● Material for this task:

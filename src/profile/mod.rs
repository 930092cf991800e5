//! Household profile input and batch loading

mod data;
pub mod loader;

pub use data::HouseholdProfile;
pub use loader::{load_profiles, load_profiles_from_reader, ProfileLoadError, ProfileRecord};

● Instructions to follow: Each record above should be given again exactly as it appears.

● Answer below:
filename src/profile/mod.rs
repository 930092cf991800e5
//! Household profile input and batch loading

mod data;
pub mod loader;

pub use data::HouseholdProfile;
pub use loader::{load_profiles, load_profiles_from_reader, ProfileLoadError, ProfileRecord};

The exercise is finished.